Navy spox says 12 foreign sailors taken hostage by pirates off Nigeria coast safely released

Sunday, July 4, 2010

Nigeria navy says pirates released foreign sailors

LAGOS, Nigeria — Twelve foreign sailors taken hostage off Nigeria’s oil-rich and restive southern delta were safely released Sunday, a Nigerian naval spokesman said.

Commodore David Nabaida told The Associated Press that all the men were in good condition after pirates dropped them onto a fishing trawler off the coast of the Niger Delta. The captain of the trawler then informed naval authorities of their release.

The Seafarers Union of Russia said the crew aboard the BBC Palonia consisted of seven Russians, two Germans, and a Latvian, Lithuanian and Ukrainian.

Nabaida said that the men will be interviewed, but all appeared to be in good health. He said he had no information on whether a ransom had been paid to secure the men’s release. Most hostages are released unharmed in these types of kidnappings after some sort of a ransom is paid.

The German foreign ministry Sunday confirmed the two Germans were safe.

Pirates boarded the German-flagged cargo ship BBC Palonia Friday night off the coast of the Niger Delta. A struggle broke out during the attack and pirates shot one crew member in the leg during the fight, Nabaida said.

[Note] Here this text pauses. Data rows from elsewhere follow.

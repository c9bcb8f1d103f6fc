//! Emitting messages about instant events to the host layer

use std::sync::mpsc::{self, Sender};

use derive_more::Deref;

use crate::{Destination, Notifier, SoundCue, TransferSignal};

/// Side effects the host game is expected to carry out.
#[derive(Clone, Eq, PartialEq, Debug)]
pub enum Msg {
    /// Show a fast travel unlocked toast for the named point.
    Toast { name: String, se: Option<String> },

    /// Play a sound effect.
    PlaySe(String),

    /// Move the player to a new map position.
    Transfer(Destination),
}

#[derive(Deref)]
pub struct Receiver(mpsc::Receiver<Msg>);

/// Sending end for messages, drops messages when nobody listens.
#[derive(Clone, Default, Debug)]
pub struct Outbox(Option<Sender<Msg>>);

impl Outbox {
    /// Create a new channel, replacing any previous receiver.
    pub fn subscribe(&mut self) -> Receiver {
        let (send, recv) = mpsc::channel();
        self.0 = Some(send);
        Receiver(recv)
    }

    pub fn send(&mut self, msg: Msg) {
        if let Some(sender) = &self.0 {
            if sender.send(msg).is_err() {
                // Receiver was dropped, stop sending.
                self.0 = None;
            }
        }
    }
}

impl SoundCue for Outbox {
    fn play_se(&mut self, name: &str) {
        self.send(Msg::PlaySe(name.to_owned()));
    }
}

impl TransferSignal for Outbox {
    fn reserve_transfer(&mut self, destination: Destination) {
        self.send(Msg::Transfer(destination));
    }
}

impl Notifier for Outbox {
    fn point_discovered(&mut self, name: &str, se: Option<&str>) {
        self.send(Msg::Toast {
            name: name.to_owned(),
            se: se.map(|s| s.to_owned()),
        });
    }
}
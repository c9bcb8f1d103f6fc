use std::{
    fmt,
    fs,
    path::Path,
    str::FromStr,
};

use anyhow::Context;
use derive_more::Deref;
use serde_with::{DeserializeFromStr, SerializeDisplay};

/// Dump a directory tree into a single IDM expression.
///
/// Subdirectories and the stems of `.idm` files become section headlines
/// and file contents are indented under them. Other files are skipped.
pub fn directory_to_idm(path: impl AsRef<Path>) -> anyhow::Result<String> {
    use std::fmt::Write;

    let path = path.as_ref();

    // If pointed at a file, just read the file.
    if path.is_file() {
        return fs::read_to_string(path)
            .with_context(|| format!("reading {}", path.display()));
    }

    let mut ret = String::new();
    for e in walkdir::WalkDir::new(path).sort_by_file_name() {
        let e = e.with_context(|| format!("walking {}", path.display()))?;
        let depth = e.depth();
        if depth == 0 {
            // The root element, do not print out.
            continue;
        }
        let indent = "  ".repeat(depth - 1);

        if e.file_type().is_dir() {
            writeln!(ret, "{indent}{}", e.file_name().to_string_lossy())?;
            continue;
        }

        let file = Path::new(e.file_name());
        if file.extension().and_then(|a| a.to_str()) != Some("idm") {
            continue;
        }
        let Some(stem) = file.file_stem() else { continue };
        writeln!(ret, "{indent}{}", stem.to_string_lossy())?;

        let body = fs::read_to_string(e.path())
            .with_context(|| format!("reading {}", e.path().display()))?;
        for line in body.lines() {
            // Tabs count as one level of indentation each.
            let tabs = line.chars().take_while(|&c| c == '\t').count();
            let line = &line[tabs..];
            if line.trim().is_empty() {
                writeln!(ret)?;
            } else {
                writeln!(ret, "{indent}  {}{line}", "  ".repeat(tabs))?;
            }
        }
    }

    Ok(ret)
}

/// String that is written with underscores in place of spaces in IDM data.
///
/// IDM map keys are single words, so names like `Old_Mill` in a data file
/// become `Old Mill` in the program.
#[derive(
    Clone,
    Default,
    Eq,
    PartialEq,
    Ord,
    PartialOrd,
    Hash,
    Debug,
    Deref,
    DeserializeFromStr,
    SerializeDisplay,
)]
pub struct _String(pub String);

impl fmt::Display for _String {
    fn fmt(&self, f: &mut fmt::Formatter<'_>) -> fmt::Result {
        write!(f, "{}", self.0.replace(' ', "_"))
    }
}

impl FromStr for _String {
    type Err = std::convert::Infallible;

    fn from_str(s: &str) -> Result<Self, Self::Err> {
        Ok(_String(s.replace('_', " ")))
    }
}

impl From<&str> for _String {
    fn from(value: &str) -> Self {
        _String(value.to_owned())
    }
}

impl From<_String> for String {
    fn from(value: _String) -> Self {
        value.0
    }
}
use std::collections::VecDeque;

/// Drop-tail FIFO holding at most `capacity` items.
///
/// An arrival that finds the queue full is handed back to the caller and counted as a drop;
/// items already queued are never evicted.
#[derive(Debug)]
pub struct BoundedQueue<T> {
    items: VecDeque<T>,
    capacity: usize,
    drop_count: u64,
}

impl<T> BoundedQueue<T> {
    pub fn new(capacity: usize) -> Self {
        Self {
            items: VecDeque::with_capacity(capacity),
            capacity,
            drop_count: 0,
        }
    }

    pub fn enqueue(&mut self, item: T) -> Result<(), T> {
        if self.items.len() >= self.capacity {
            self.drop_count += 1;
            return Err(item);
        }

        self.items.push_back(item);
        Ok(())
    }

    pub fn dequeue(&mut self) -> Option<T> {
        self.items.pop_front()
    }

    pub fn len(&self) -> usize {
        self.items.len()
    }

    pub fn is_empty(&self) -> bool {
        self.items.is_empty()
    }

    pub fn capacity(&self) -> usize {
        self.capacity
    }

    pub fn drop_count(&self) -> u64 {
        self.drop_count
    }
}
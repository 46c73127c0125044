//! Sender process: paces units toward the router and runs Go-Back-N on the acknowledgments.

use std::process::ExitCode;
use std::time::Duration;

use bottleneck::window::SendWindowConfig;
use bottleneck::{addr, sender};
use clap::Parser;

#[derive(Debug, Parser)]
#[command(name = "sender", about = "Go-Back-N traffic source")]
struct Args {
    /// This sender's id (acknowledgments arrive on port 4000 + id - 1)
    #[arg(long, default_value_t = 1)]
    id: u32,
    /// Destination receiver id
    #[arg(long, default_value_t = 1)]
    receiver_id: u32,
    #[arg(long, default_value = "127.0.0.1")]
    router_host: String,
    /// Mean gap between departures (milliseconds, exponentially distributed)
    #[arg(long, default_value_t = 10.0)]
    mean_interval_ms: f64,
    /// Initial window size
    #[arg(long, default_value_t = 32)]
    window: u32,
    /// Retransmission timeout before the first round-trip sample (milliseconds)
    #[arg(long, default_value_t = 1000.0)]
    timeout_ms: f64,
    /// Grow the window by one per acknowledgment, halve it on loss
    #[arg(long)]
    aimd: bool,
    /// Stop after this many seconds
    #[arg(long)]
    duration_secs: Option<u64>,
    /// Plain Poisson source: ignore acknowledgments
    #[arg(long)]
    open_loop: bool,
    #[arg(long)]
    seed: Option<u64>,
    #[arg(long, default_value_t = 1)]
    report_secs: u64,
}

fn build_config(args: &Args) -> bottleneck::Result<sender::Config> {
    let bind_port = addr::sender_port(args.id)?;

    Ok(sender::Config {
        window: SendWindowConfig {
            sender_id: args.id,
            receiver_id: args.receiver_id,
            window_size: args.window,
            aimd: args.aimd,
            initial_timeout_ms: args.timeout_ms,
            ..Default::default()
        },
        bind_addr: (std::net::Ipv4Addr::UNSPECIFIED, bind_port).into(),
        router_addr: addr::router_addr(&args.router_host)?,
        mean_interval_ms: args.mean_interval_ms,
        open_loop: args.open_loop,
        run_for: args.duration_secs.map(Duration::from_secs),
        report_interval: Duration::from_secs(args.report_secs),
        seed: args.seed,
    })
}

fn main() -> ExitCode {
    tracing_subscriber::fmt()
        .with_env_filter(
            tracing_subscriber::EnvFilter::try_from_default_env()
                .unwrap_or_else(|_| tracing_subscriber::EnvFilter::new("info")),
        )
        .with_target(true)
        .init();

    let args = Args::parse();

    let result = build_config(&args)
        .and_then(bottleneck::Sender::bind)
        .and_then(|mut sender| sender.run());

    match result {
        Ok(()) => ExitCode::SUCCESS,
        Err(err) => {
            tracing::error!("sender failed: {err}");
            ExitCode::FAILURE
        }
    }
}
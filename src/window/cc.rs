// Additive increase / multiplicative decrease of the sender window, in whole units:
//
//   forward progress:  size <- min(size + 1, max)
//   loss / reorder:    size <- max(size / 2, min)
//
// With AIMD disabled the window stays at its configured size.

use super::{WINDOW_SIZE_MAX, WINDOW_SIZE_MIN};

#[derive(Clone, Debug)]
pub struct Aimd {
    enabled: bool,
    size: u32,
    size_min: u32,
    size_max: u32,
}

impl Aimd {
    pub fn new(enabled: bool, initial_size: u32) -> Self {
        Self::with_bounds(enabled, initial_size, WINDOW_SIZE_MIN, WINDOW_SIZE_MAX)
    }

    pub fn with_bounds(enabled: bool, initial_size: u32, size_min: u32, size_max: u32) -> Self {
        debug_assert!(size_min >= 1 && size_min <= size_max);

        Self {
            enabled,
            size: initial_size.clamp(size_min, size_max),
            size_min,
            size_max,
        }
    }

    pub fn handle_ack(&mut self) {
        if self.enabled {
            self.size = self.size.saturating_add(1).min(self.size_max);
        }
    }

    pub fn handle_drop(&mut self) {
        if self.enabled {
            self.size = (self.size / 2).max(self.size_min);
        }
    }

    pub fn size(&self) -> u32 {
        self.size
    }
}
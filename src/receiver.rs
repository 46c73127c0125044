//! A traffic sink.
//!
//! Every arriving unit is marked in the [`ReceiveWindow`] of its sender and answered with one
//! cumulative acknowledgment, sent straight back to the sender (acknowledgments do not cross the
//! router).

use std::collections::BTreeMap;
use std::net;
use std::time;

use crate::addr;
use crate::clock::Timestamp;
use crate::delay::{self, DelayModel};
use crate::error::{Error, Result};
use crate::packet::Packet;
use crate::socket;
use crate::window::{ReceiveWindow, WINDOW_SIZE_MAX};

const JITTER_LOW_MS: u32 = 5;
const JITTER_HIGH_MS: u32 = 15;
const JITTER_PERIOD: time::Duration = time::Duration::from_secs(5);

/// Configuration for a [`Receiver`] object.
#[derive(Clone, Debug)]
pub struct Config {
    /// This receiver's id, starting at 1.
    pub id: u32,

    /// Address units are received on.
    pub bind_addr: net::SocketAddr,

    /// Host that senders receive acknowledgments on.
    pub sender_ip: net::IpAddr,

    /// Sender *k* receives acknowledgments on `sender_port_base + k - 1`.
    pub sender_port_base: u16,

    /// Lookahead tracked beyond the next expected sequence number.
    pub window_size: u32,

    /// Pause for a uniformly drawn processing delay before each read. The bound alternates
    /// between 5 and 15 ms every 5 seconds.
    pub jitter: bool,

    /// Interval between statistics reports.
    pub report_interval: time::Duration,

    /// Seed for the processing delays. Drawn from entropy if unset.
    pub seed: Option<u64>,
}

impl Default for Config {
    fn default() -> Self {
        Self {
            id: 1,
            bind_addr: (net::Ipv4Addr::UNSPECIFIED, addr::RECEIVER_PORT_BASE).into(),
            sender_ip: net::Ipv4Addr::LOCALHOST.into(),
            sender_port_base: addr::SENDER_PORT_BASE,
            window_size: 32,
            jitter: false,
            report_interval: time::Duration::from_secs(1),
            seed: None,
        }
    }
}

impl Config {
    pub fn validate(&self) -> Result<()> {
        if self.id == 0 || self.id > addr::ROLE_ID_MAX {
            return Err(Error::Config("receiver id out of range"));
        }
        if self.window_size == 0 || self.window_size > WINDOW_SIZE_MAX {
            return Err(Error::Config("receiver window size out of range"));
        }
        if self.sender_port_base.checked_add((addr::ROLE_ID_MAX - 1) as u16).is_none() {
            return Err(Error::Config("sender port range exceeds 65535"));
        }
        if self.report_interval.is_zero() {
            return Err(Error::Config("report interval must be nonzero"));
        }
        Ok(())
    }
}

// Upper bound on the processing delay, flipping between two levels on a fixed period.
struct Jitter {
    bound_ms: u32,
    next_switch: time::Instant,
}

impl Jitter {
    fn new(now: time::Instant) -> Self {
        Self {
            bound_ms: JITTER_LOW_MS,
            next_switch: now + JITTER_PERIOD,
        }
    }

    fn bound_ms(&mut self, now: time::Instant) -> u32 {
        if now >= self.next_switch {
            self.bound_ms = if self.bound_ms == JITTER_LOW_MS {
                JITTER_HIGH_MS
            } else {
                JITTER_LOW_MS
            };
            self.next_switch = now + JITTER_PERIOD;

            tracing::debug!(bound_ms = self.bound_ms, "processing delay bound changed");
        }

        self.bound_ms
    }
}

#[derive(Clone, Debug, Default)]
pub struct ReceiverStats {
    pub arrivals: u64,
    pub acks: u64,
    pub misdelivered: u64,
    pub malformed: u64,
    // Sum and count of one-way delays
    delay_total_ms: f64,
    delay_count: u64,
}

impl ReceiverStats {
    /// Average of arrival time minus origin timestamp, in milliseconds.
    pub fn avg_one_way_delay_ms(&self) -> Option<f64> {
        (self.delay_count > 0).then(|| self.delay_total_ms / self.delay_count as f64)
    }
}

/// A receiver process: one socket, one window per sender, one thread.
pub struct Receiver {
    config: Config,
    socket_tx: socket::SocketTx,
    socket_rx: socket::SocketRx,
    windows: BTreeMap<u32, ReceiveWindow>,
    delay: DelayModel,
    jitter: Option<Jitter>,
    next_report: time::Instant,
    stats: ReceiverStats,
}

impl Receiver {
    pub fn bind(config: Config) -> Result<Self> {
        config.validate()?;

        let (socket_tx, socket_rx) = socket::bind(config.bind_addr)?;

        let delay = match config.seed {
            Some(seed) => DelayModel::seeded(seed),
            None => DelayModel::new(),
        };

        let now = time::Instant::now();

        tracing::info!(
            id = config.id,
            addr = %socket_rx.local_addr(),
            window = config.window_size,
            jitter = config.jitter,
            "receiver listening"
        );

        Ok(Self {
            jitter: config.jitter.then(|| Jitter::new(now)),
            next_report: now + config.report_interval,
            config,
            socket_tx,
            socket_rx,
            windows: BTreeMap::new(),
            delay,
            stats: Default::default(),
        })
    }

    pub fn local_addr(&self) -> net::SocketAddr {
        self.socket_rx.local_addr()
    }

    /// Window tracking units from `sender_id`, if any have arrived.
    pub fn window(&self, sender_id: u32) -> Option<&ReceiveWindow> {
        self.windows.get(&sender_id)
    }

    pub fn stats(&self) -> &ReceiverStats {
        &self.stats
    }

    fn handle_unit(&mut self, packet: Packet) -> Result<()> {
        let now_ts = Timestamp::now();

        self.stats.arrivals += 1;

        let one_way_ms = now_ts.millis_since(packet.timestamp);
        if one_way_ms >= 0.0 {
            self.stats.delay_total_ms += one_way_ms;
            self.stats.delay_count += 1;
        }

        let window_size = self.config.window_size;

        let window = self
            .windows
            .entry(packet.sender_id)
            .or_insert_with(|| ReceiveWindow::new(window_size));

        let arrival = window.mark(packet.seq);
        let next_expected = window.expected();

        tracing::trace!(
            seq = packet.seq,
            sender_id = packet.sender_id,
            ?arrival,
            next_expected,
            "arrival"
        );

        let ack = packet.ack(next_expected);

        let sender_port = addr::role_port(self.config.sender_port_base, ack.sender_id)?;
        let sender_addr = net::SocketAddr::new(self.config.sender_ip, sender_port);

        self.socket_tx.send(&ack.encode(), &sender_addr)?;
        self.stats.acks += 1;

        Ok(())
    }

    fn handle_datagram(
        &mut self,
        decoded: Result<Packet>,
        source_addr: net::SocketAddr,
    ) -> Result<()> {
        match decoded {
            Ok(packet) => {
                if packet.receiver_id != self.config.id {
                    self.stats.misdelivered += 1;
                    tracing::warn!(
                        %source_addr,
                        receiver_id = packet.receiver_id,
                        "unit addressed to another receiver"
                    );
                    return Ok(());
                }

                if packet.sender_id == 0 || packet.sender_id > addr::ROLE_ID_MAX {
                    self.stats.malformed += 1;
                    tracing::warn!(%source_addr, sender_id = packet.sender_id, "unknown sender");
                    return Ok(());
                }

                self.handle_unit(packet)
            }
            Err(err) => {
                self.stats.malformed += 1;
                tracing::warn!(%source_addr, "discarding datagram: {err}");
                Ok(())
            }
        }
    }

    fn pause_for_jitter(&mut self) {
        if let Some(jitter) = self.jitter.as_mut() {
            let bound_ms = jitter.bound_ms(time::Instant::now());
            delay::pause(self.delay.sample_uniform(bound_ms));
        }
    }

    /// Reads and acknowledges as many units as possible without blocking.
    fn handle_datagrams(&mut self) -> Result<()> {
        loop {
            self.pause_for_jitter();

            let (decoded, source_addr) = match self.socket_rx.try_read()? {
                Some((bytes, source_addr)) => (Packet::decode(bytes), source_addr),
                None => return Ok(()),
            };

            self.handle_datagram(decoded, source_addr)?;
        }
    }

    fn handle_datagrams_wait(&mut self, wait_timeout: time::Duration) -> Result<()> {
        if self.socket_rx.wait_readable(Some(wait_timeout))? {
            self.handle_datagrams()?;
        }

        Ok(())
    }

    fn report(&self) {
        let beyond_window: u64 = self.windows.values().map(|w| w.beyond_window_count()).sum();
        let duplicates: u64 = self.windows.values().map(|w| w.duplicate_count()).sum();

        for (sender_id, window) in self.windows.iter() {
            tracing::info!(sender_id, expected = window.expected(), "receive window");
        }

        tracing::info!(
            arrivals = self.stats.arrivals,
            acks = self.stats.acks,
            duplicates,
            beyond_window,
            malformed = self.stats.malformed,
            avg_delay_ms = self.stats.avg_one_way_delay_ms().unwrap_or(0.0),
            "receiver stats"
        );
    }

    /// Runs one iteration of the receiver loop: waits up to `max_wait` for units and acknowledges
    /// everything that arrived.
    pub fn poll(&mut self, max_wait: time::Duration) -> Result<()> {
        let now = time::Instant::now();

        let wait_timeout = max_wait.min(self.next_report.saturating_duration_since(now));

        self.handle_datagrams_wait(wait_timeout)?;

        let now = time::Instant::now();

        if now >= self.next_report {
            self.report();
            self.next_report = now + self.config.report_interval;
        }

        Ok(())
    }

    /// Receives forever, or until a socket fault.
    pub fn run(&mut self) -> Result<()> {
        loop {
            self.poll(self.config.report_interval)?;
        }
    }
}
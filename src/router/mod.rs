//! The bottleneck: receives units from every sender, queues them per destination, and forwards
//! one unit per service interval.

mod queue;
mod scheduler;

pub use queue::BoundedQueue;
pub use scheduler::{Admission, QueueStats, RouterScheduler};

use std::net;
use std::time;

use crate::addr;
use crate::error::{Error, Result};
use crate::packet::Packet;
use crate::socket;

const REPORT_INTERVAL_DEFAULT: time::Duration = time::Duration::from_secs(1);

/// Configuration for a [`Router`] object.
#[derive(Clone, Debug)]
pub struct Config {
    /// Address to receive units on.
    pub bind_addr: net::SocketAddr,

    /// Address of receiver *k* at index `k - 1`.
    pub receiver_addrs: Vec<net::SocketAddr>,

    /// Number of queues. One queue is shared by every destination; otherwise receiver *k* is
    /// served by queue `k - 1`, in priority order.
    pub queue_count: usize,

    /// Capacity of each queue, in units.
    pub queue_capacity: usize,

    /// Time to forward one unit.
    pub service_interval: time::Duration,

    /// Interval between statistics reports.
    pub report_interval: time::Duration,
}

impl Default for Config {
    fn default() -> Self {
        Self {
            bind_addr: (net::Ipv4Addr::UNSPECIFIED, addr::ROUTER_PORT).into(),
            receiver_addrs: Vec::new(),
            queue_count: 1,
            queue_capacity: 64,
            service_interval: time::Duration::from_millis(10),
            report_interval: REPORT_INTERVAL_DEFAULT,
        }
    }
}

impl Config {
    pub fn validate(&self) -> Result<()> {
        if self.queue_count == 0 {
            return Err(Error::Config("queue count must be nonzero"));
        }
        if self.queue_capacity == 0 {
            return Err(Error::Config("queue capacity must be nonzero"));
        }
        if self.service_interval.is_zero() {
            return Err(Error::Config("service interval must be nonzero"));
        }
        if self.report_interval.is_zero() {
            return Err(Error::Config("report interval must be nonzero"));
        }
        if self.receiver_addrs.is_empty() {
            return Err(Error::Config("no receivers configured"));
        }
        if self.queue_count > 1 && self.queue_count > self.receiver_addrs.len() {
            return Err(Error::Config("more queues than receivers"));
        }
        Ok(())
    }
}

/// A router process: one socket, one scheduler, one thread.
pub struct Router {
    config: Config,
    socket_tx: socket::SocketTx,
    socket_rx: socket::SocketRx,
    scheduler: RouterScheduler,
    next_tick: time::Instant,
    next_report: time::Instant,
    malformed_count: u64,
    unknown_dest_count: u64,
}

impl Router {
    pub fn bind(config: Config) -> Result<Self> {
        config.validate()?;

        let (socket_tx, socket_rx) = socket::bind(config.bind_addr)?;

        let now = time::Instant::now();

        let scheduler = RouterScheduler::new(config.queue_count, config.queue_capacity);

        tracing::info!(
            addr = %socket_rx.local_addr(),
            queues = config.queue_count,
            capacity = config.queue_capacity,
            service_ms = config.service_interval.as_secs_f64() * 1000.0,
            "router listening"
        );

        Ok(Self {
            next_tick: now + config.service_interval,
            next_report: now + config.report_interval,
            config,
            socket_tx,
            socket_rx,
            scheduler,
            malformed_count: 0,
            unknown_dest_count: 0,
        })
    }

    pub fn local_addr(&self) -> net::SocketAddr {
        self.socket_rx.local_addr()
    }

    pub fn scheduler(&self) -> &RouterScheduler {
        &self.scheduler
    }

    /// Units discarded because no queue or address serves their receiver id.
    pub fn unroutable_count(&self) -> u64 {
        self.unknown_dest_count + self.scheduler.unroutable_count()
    }

    /// Well-formed units received, whether or not they were queued.
    pub fn arrival_count(&self) -> u64 {
        self.unknown_dest_count + self.scheduler.arrival_count()
    }

    pub fn malformed_count(&self) -> u64 {
        self.malformed_count
    }

    fn destination(&self, receiver_id: u32) -> Option<net::SocketAddr> {
        let index = receiver_id.checked_sub(1)? as usize;
        self.config.receiver_addrs.get(index).copied()
    }

    fn handle_datagram(&mut self, decoded: Result<Packet>, source_addr: net::SocketAddr) {
        let packet = match decoded {
            Ok(packet) => packet,
            Err(err) => {
                self.malformed_count += 1;
                tracing::warn!(%source_addr, "discarding datagram: {err}");
                return;
            }
        };

        let (seq, sender_id, receiver_id) = (packet.seq, packet.sender_id, packet.receiver_id);

        if self.destination(receiver_id).is_none() {
            self.unknown_dest_count += 1;
            tracing::warn!(seq, sender_id, receiver_id, "no route to receiver");
            return;
        }

        match self.scheduler.enqueue(packet) {
            Admission::Queued(queue) => {
                tracing::trace!(seq, sender_id, queue, len = self.scheduler.len(queue), "queued");
            }
            Admission::Dropped(queue) => {
                tracing::debug!(
                    seq,
                    sender_id,
                    queue,
                    drops = self.scheduler.drop_count(queue),
                    "queue full, dropped"
                );
            }
            Admission::Unroutable => {
                tracing::warn!(seq, sender_id, receiver_id, "no queue for receiver");
            }
        }
    }

    /// Reads and enqueues as many units as possible without blocking.
    fn handle_datagrams(&mut self) -> Result<()> {
        loop {
            let (decoded, source_addr) = match self.socket_rx.try_read()? {
                Some((bytes, source_addr)) => (Packet::decode(bytes), source_addr),
                None => return Ok(()),
            };

            self.handle_datagram(decoded, source_addr);
        }
    }

    /// Reads and enqueues as many units as possible, waiting up to `wait_timeout` for the first.
    fn handle_datagrams_wait(&mut self, wait_timeout: time::Duration) -> Result<()> {
        if self.socket_rx.wait_readable(Some(wait_timeout))? {
            self.handle_datagrams()?;
        }

        Ok(())
    }

    fn process_tick(&mut self) -> Result<()> {
        if let Some((queue, packet)) = self.scheduler.tick() {
            // Routed units always have a destination
            if let Some(dest_addr) = self.destination(packet.receiver_id) {
                self.socket_tx.send(&packet.encode(), &dest_addr)?;

                tracing::trace!(seq = packet.seq, queue, %dest_addr, "forwarded");
            }
        }

        Ok(())
    }

    fn report(&self) {
        for queue in 0..self.scheduler.queue_count() {
            if let Some(stats) = self.scheduler.stats(queue) {
                tracing::info!(
                    queue,
                    len = stats.len,
                    capacity = stats.capacity,
                    forwarded = stats.forwarded,
                    drops = stats.drops,
                    avg_len = stats.avg_len.unwrap_or(0.0),
                    "queue stats"
                );
            }
        }

        tracing::info!(
            arrivals = self.arrival_count(),
            unroutable = self.unroutable_count(),
            malformed = self.malformed_count,
            "router stats"
        );
    }

    /// Runs one iteration of the router loop: waits up to `max_wait` (or until the next service
    /// tick, whichever is sooner) for arrivals, enqueues them, then serves the queues if a tick is
    /// due.
    pub fn poll(&mut self, max_wait: time::Duration) -> Result<()> {
        let now = time::Instant::now();

        let until_event = self
            .next_tick
            .min(self.next_report)
            .saturating_duration_since(now);

        self.handle_datagrams_wait(max_wait.min(until_event))?;

        let now = time::Instant::now();

        if now >= self.next_tick {
            self.process_tick()?;

            // One unit per interval; idle time does not accumulate into a burst
            self.next_tick = (self.next_tick + self.config.service_interval).max(now);
        }

        if now >= self.next_report {
            self.report();
            self.next_report = now + self.config.report_interval;
        }

        Ok(())
    }

    /// Serves forever, or until a socket fault.
    pub fn run(&mut self) -> Result<()> {
        loop {
            self.poll(self.config.report_interval)?;
        }
    }
}
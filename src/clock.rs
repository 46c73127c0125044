use std::time;

const MICROS_PER_SEC: u64 = 1_000_000;

/// Wall-clock time with microsecond resolution, as carried in a packet's origin timestamp.
///
/// Timestamps are stamped by a sender and echoed unchanged by the receiver, so only the
/// sender's own clock is ever compared against them when computing round-trip times.
#[derive(Clone, Copy, Debug, Default, Eq, Hash, Ord, PartialEq, PartialOrd)]
pub struct Timestamp {
    pub sec: u32,
    pub usec: u32,
}

impl Timestamp {
    pub fn now() -> Self {
        let since_epoch = time::SystemTime::now()
            .duration_since(time::UNIX_EPOCH)
            .unwrap_or_default();

        Self {
            sec: since_epoch.as_secs() as u32,
            usec: since_epoch.subsec_micros(),
        }
    }

    pub fn from_micros(micros: u64) -> Self {
        Self {
            sec: (micros / MICROS_PER_SEC) as u32,
            usec: (micros % MICROS_PER_SEC) as u32,
        }
    }

    pub fn from_millis(millis: u64) -> Self {
        Self::from_micros(millis.saturating_mul(1000))
    }

    pub fn as_micros(&self) -> u64 {
        self.sec as u64 * MICROS_PER_SEC + self.usec as u64
    }

    /// Signed number of milliseconds from `earlier` to `self`.
    pub fn millis_since(&self, earlier: Timestamp) -> f64 {
        (self.as_micros() as f64 - earlier.as_micros() as f64) / 1000.0
    }

    pub fn add_millis(&self, millis: f64) -> Self {
        let micros = (millis.max(0.0) * 1000.0) as u64;
        Self::from_micros(self.as_micros().saturating_add(micros))
    }

    /// Time remaining until `deadline`, or zero if it has already passed.
    pub fn until(&self, deadline: Timestamp) -> time::Duration {
        let micros = deadline.as_micros().saturating_sub(self.as_micros());
        time::Duration::from_micros(micros)
    }
}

Nabaida said the Nigerian navy escorted the ship to safe waters and transported the wounded Ukrainian sailor to a local hospital.

“We are working on how to arrest them (pirates),” Nabaida said.

Friday’s attack is just the latest as acts of piracy increase in the Gulf of Guinea, especially along Nigeria’s 530 miles of coastline.

Such attacks have been common in the Niger Delta, a region of swamps, mangrove fields and creeks almost the size of South Carolina. Militants have kidnapped oil workers, bombed crude pipelines and fought with government troops since an insurrection began there in 2006. While a government-sponsored amnesty deal has slowed violence in recent months, analysts worry the program has begun to fray as weapons remain plentiful in the impoverished region.

Also Sunday, the Seafarers’ Union of Russia said two Russians and a Lithuanian who were kidnapped from ships in Cameroon in May have been released.

In a statement Sunday, the union said the release came after talks, but did not specify whether a ransom had been paid. The union said the information came from the Greek shipping company Balthellas, owner of the freighter MV North Spirit.

The Russian captain and chief engineer of the North Spirit were abducted May 16 in an attack off Douala, the commercial capital of Cameroon. The Lithuanian was seized from the refrigerator ship Argo two days later.

All three were being taken to Lagos, Nigeria, for medical examination, the statement said.